** Task details **
Whichever lines of the entries hold the word "history" should be identified and copied.

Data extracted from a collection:
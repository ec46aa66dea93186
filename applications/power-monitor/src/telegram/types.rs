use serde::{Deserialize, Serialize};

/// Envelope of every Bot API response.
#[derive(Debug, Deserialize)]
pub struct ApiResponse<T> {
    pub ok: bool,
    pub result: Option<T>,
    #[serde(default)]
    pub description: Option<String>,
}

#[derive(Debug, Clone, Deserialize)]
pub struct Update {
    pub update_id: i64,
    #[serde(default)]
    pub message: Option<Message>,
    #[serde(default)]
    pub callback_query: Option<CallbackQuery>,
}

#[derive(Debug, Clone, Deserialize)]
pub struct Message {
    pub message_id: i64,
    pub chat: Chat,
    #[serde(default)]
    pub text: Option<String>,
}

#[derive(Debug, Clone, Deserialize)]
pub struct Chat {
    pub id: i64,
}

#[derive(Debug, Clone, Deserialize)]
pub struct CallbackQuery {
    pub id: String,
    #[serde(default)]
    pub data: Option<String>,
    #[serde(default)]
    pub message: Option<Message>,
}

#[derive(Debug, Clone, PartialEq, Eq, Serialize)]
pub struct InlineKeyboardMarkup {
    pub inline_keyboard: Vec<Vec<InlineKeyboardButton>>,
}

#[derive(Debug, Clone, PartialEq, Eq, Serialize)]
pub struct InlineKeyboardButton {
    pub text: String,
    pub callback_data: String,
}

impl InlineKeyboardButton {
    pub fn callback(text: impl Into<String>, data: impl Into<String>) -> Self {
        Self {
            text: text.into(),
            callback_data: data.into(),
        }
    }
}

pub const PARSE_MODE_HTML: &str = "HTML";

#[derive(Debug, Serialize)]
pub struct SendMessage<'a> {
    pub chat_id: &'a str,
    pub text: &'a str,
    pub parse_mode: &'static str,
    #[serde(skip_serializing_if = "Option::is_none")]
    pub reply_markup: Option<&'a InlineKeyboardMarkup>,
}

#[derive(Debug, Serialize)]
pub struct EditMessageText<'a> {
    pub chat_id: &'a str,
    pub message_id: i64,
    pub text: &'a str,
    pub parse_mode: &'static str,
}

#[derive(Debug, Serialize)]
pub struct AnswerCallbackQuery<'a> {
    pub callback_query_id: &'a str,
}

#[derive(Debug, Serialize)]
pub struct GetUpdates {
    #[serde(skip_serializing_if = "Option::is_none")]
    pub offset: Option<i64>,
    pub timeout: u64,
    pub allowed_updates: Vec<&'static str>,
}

---

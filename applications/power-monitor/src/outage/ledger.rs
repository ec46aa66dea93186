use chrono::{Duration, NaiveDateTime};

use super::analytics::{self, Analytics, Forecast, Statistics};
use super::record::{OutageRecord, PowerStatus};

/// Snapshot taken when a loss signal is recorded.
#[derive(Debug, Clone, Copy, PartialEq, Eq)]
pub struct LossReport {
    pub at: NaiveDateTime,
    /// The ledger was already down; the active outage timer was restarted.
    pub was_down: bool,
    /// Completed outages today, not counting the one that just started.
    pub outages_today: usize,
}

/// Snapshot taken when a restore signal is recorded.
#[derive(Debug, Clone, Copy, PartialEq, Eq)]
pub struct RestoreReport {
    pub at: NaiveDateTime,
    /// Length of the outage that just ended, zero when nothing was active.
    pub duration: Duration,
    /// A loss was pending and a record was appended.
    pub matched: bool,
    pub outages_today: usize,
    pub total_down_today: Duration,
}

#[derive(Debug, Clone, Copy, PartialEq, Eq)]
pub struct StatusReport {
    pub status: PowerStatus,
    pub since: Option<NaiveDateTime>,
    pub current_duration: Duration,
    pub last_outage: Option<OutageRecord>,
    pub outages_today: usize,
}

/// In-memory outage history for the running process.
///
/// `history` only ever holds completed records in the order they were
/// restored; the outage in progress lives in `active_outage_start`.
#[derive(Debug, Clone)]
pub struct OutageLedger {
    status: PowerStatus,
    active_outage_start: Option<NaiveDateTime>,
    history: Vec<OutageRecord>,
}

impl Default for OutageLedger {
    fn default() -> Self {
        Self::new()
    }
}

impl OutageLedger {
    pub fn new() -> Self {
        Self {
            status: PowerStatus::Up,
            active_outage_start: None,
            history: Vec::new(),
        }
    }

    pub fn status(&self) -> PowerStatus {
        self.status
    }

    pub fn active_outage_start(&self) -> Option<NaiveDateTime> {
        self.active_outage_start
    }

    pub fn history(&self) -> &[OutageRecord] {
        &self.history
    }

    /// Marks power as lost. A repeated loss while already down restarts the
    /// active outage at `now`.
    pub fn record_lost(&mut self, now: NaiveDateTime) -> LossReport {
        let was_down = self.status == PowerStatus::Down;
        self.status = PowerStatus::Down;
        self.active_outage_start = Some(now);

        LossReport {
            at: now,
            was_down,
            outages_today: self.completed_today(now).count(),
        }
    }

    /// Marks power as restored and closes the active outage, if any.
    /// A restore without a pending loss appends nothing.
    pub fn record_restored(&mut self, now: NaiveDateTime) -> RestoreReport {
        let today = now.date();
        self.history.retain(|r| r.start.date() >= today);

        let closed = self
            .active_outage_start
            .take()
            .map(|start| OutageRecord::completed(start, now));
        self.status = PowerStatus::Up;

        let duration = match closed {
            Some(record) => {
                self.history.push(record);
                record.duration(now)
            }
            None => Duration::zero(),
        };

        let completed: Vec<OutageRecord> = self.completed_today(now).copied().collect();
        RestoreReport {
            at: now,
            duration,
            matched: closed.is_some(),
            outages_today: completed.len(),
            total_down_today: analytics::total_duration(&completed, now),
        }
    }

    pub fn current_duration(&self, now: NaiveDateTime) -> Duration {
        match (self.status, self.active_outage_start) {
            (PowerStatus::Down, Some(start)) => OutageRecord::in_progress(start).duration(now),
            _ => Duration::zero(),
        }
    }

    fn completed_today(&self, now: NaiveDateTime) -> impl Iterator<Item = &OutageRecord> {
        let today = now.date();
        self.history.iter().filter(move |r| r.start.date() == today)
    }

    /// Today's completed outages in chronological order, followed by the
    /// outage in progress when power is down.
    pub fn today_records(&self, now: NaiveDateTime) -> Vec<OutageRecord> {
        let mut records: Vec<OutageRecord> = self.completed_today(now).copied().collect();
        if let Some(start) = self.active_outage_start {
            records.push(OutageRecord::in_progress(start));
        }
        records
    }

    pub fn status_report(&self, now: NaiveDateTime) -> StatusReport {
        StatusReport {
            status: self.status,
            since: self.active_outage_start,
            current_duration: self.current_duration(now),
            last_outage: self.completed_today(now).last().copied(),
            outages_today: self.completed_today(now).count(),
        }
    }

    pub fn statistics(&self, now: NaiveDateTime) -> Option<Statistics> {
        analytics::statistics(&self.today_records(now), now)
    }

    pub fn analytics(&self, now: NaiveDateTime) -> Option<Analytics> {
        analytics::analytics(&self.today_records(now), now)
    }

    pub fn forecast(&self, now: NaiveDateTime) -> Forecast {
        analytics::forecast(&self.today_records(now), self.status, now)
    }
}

** Answer **
/// In-memory outage history for the running process.
/// `history` only ever holds completed records in the order they were
    history: Vec<OutageRecord>,
            history: Vec::new(),
    pub fn history(&self) -> &[OutageRecord] {
        &self.history
        self.history.retain(|r| r.start.date() >= today);
                self.history.push(record);
        self.history.iter().filter(move |r| r.start.date() == today)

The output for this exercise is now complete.